The in-between is where the highs and the lows are. It’s where the daily struggles of living with epilepsy are visible. It’s where the seizures feel like they never end. It’s where there are long stretches of days that seem impossible and where sometimes hope is lost.

The in-between is also where small accomplishments seem enormous and where incremental progress seems like leaps and bounds. It’s where not going backward is sometimes as good as moving forward. It’s where a baseball game feels like the World Series and where climbing a rock wall feels like summiting Everest.

The in-between is where every challenge and victory brings us closer together as a family. It’s where we shape our perspective. And it’s where our actions and how we approach the world shows how far we’ve come.

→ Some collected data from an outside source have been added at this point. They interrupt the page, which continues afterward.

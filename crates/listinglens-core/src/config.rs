//! Lightweight configuration loader and path helpers.
//!
//! Uses Figment to merge `config.toml` + `config.<env>.toml` + `APP_*` env
//! vars. Components never read ambient process state themselves; the CLI
//! extracts typed sections here and passes them into constructors, which
//! keeps every component constructible in isolation for tests.

use figment::{
    providers::{Env, Format, Toml},
    Figment,
};
use serde::Deserialize;
use std::env;
use std::path::PathBuf;

/// Connection settings for the OpenAI-compatible endpoints backing text
/// generation and embeddings.
#[derive(Debug, Clone, Deserialize)]
pub struct OpenAiConfig {
    pub api_key: String,
    #[serde(default = "default_endpoint")]
    pub endpoint: String,
    #[serde(default = "default_chat_model")]
    pub chat_model: String,
    #[serde(default = "default_embed_model")]
    pub embed_model: String,
    #[serde(default = "default_temperature")]
    pub temperature: f32,
    #[serde(default = "default_timeout_secs")]
    pub timeout_secs: u64,
}

fn default_endpoint() -> String {
    "https://api.openai.com/v1".to_string()
}
fn default_chat_model() -> String {
    "gpt-3.5-turbo".to_string()
}
fn default_embed_model() -> String {
    "text-embedding-3-small".to_string()
}
fn default_temperature() -> f32 {
    0.5
}
fn default_timeout_secs() -> u64 {
    60
}

/// Tunables for the hybrid search path.
#[derive(Debug, Clone, Deserialize)]
pub struct SearchConfig {
    #[serde(default = "default_k")]
    pub default_k: usize,
    #[serde(default = "default_overfetch")]
    pub overfetch_factor: usize,
}

fn default_k() -> usize {
    3
}
fn default_overfetch() -> usize {
    3
}

impl Default for SearchConfig {
    fn default() -> Self {
        Self { default_k: default_k(), overfetch_factor: default_overfetch() }
    }
}

pub struct Config {
    figment: Figment,
}

impl Config {
    pub fn load() -> anyhow::Result<Self> {
        let env_name = env::var("RUST_ENV").unwrap_or_else(|_| "dev".to_string());

        let mut figment = Figment::new().merge(Toml::file("config.toml"));
        match env_name.as_str() {
            "dev" | "development" => figment = figment.merge(Toml::file("config.dev.toml")),
            "prod" | "production" => figment = figment.merge(Toml::file("config.prod.toml")),
            "test" | "testing" => figment = figment.merge(Toml::file("config.test.toml")),
            _ => {}
        }
        figment = figment.merge(Env::prefixed("APP_").split("__"));

        Ok(Self { figment })
    }

    pub fn get<T>(&self, key: &str) -> anyhow::Result<T>
    where
        T: serde::de::DeserializeOwned,
    {
        self.figment
            .extract_inner(key)
            .map_err(|e| anyhow::anyhow!("Failed to get '{}': {}", key, e))
    }

    pub fn openai(&self) -> anyhow::Result<OpenAiConfig> {
        self.get("openai")
    }

    pub fn search(&self) -> SearchConfig {
        self.get("search").unwrap_or_default()
    }

    /// Path of the persisted listing file, expanded and resolved.
    pub fn listings_path(&self) -> PathBuf {
        let raw: String = self
            .get("data.listings_path")
            .unwrap_or_else(|_| "listings.json".to_string());
        expand_path(raw)
    }
}

/// Expand a user-provided path string:
/// - Expands leading '~' to the user's home directory
/// - Expands ${VAR} and $VAR environment variables
/// - Returns a PathBuf without attempting to canonicalize
pub fn expand_path<S: AsRef<str>>(input: S) -> PathBuf {
    let s = input.as_ref();
    // Expand env vars first
    let expanded_env = shellexpand::env(s).unwrap_or(std::borrow::Cow::Borrowed(s));
    // Expand ~ at start
    let expanded = shellexpand::tilde(&expanded_env);
    PathBuf::from(expanded.as_ref())
}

The in-between is where we live. The in-between is our every day.

 

 

4 thoughts on “The In-Between”

  1. I’m so glad I found your blog. Your monthly essays remind me of our struggles when our daughter, born in 1999, was struggling with multiple health issues. It wasn’t until her 16th birthday that she had her first seizure at a baseball game and our lives were changed forever. She’s at a university now but our weeks are still consumed with doctor visits, medication changes and the constant worry. She is handling it okay and tries to remain optimistic and positive. Your words are encouraging to us as parents to know we are not alone. Thank you

    1. Thank you for sharing your story, Katherine. I’m glad your daughter is trying to stay positive. Sometimes attitude is one of the only things we can control in this whole, messy thing. Best to you and your family! ~Dave

  2. We have been where you are. Others cannot understand. My hope for you is that someday you will be on “The Other Side” of epilepsy like Rose and I are. We are stronger and better from that terrible journey. Hang in the Epilepsy Dad Dave.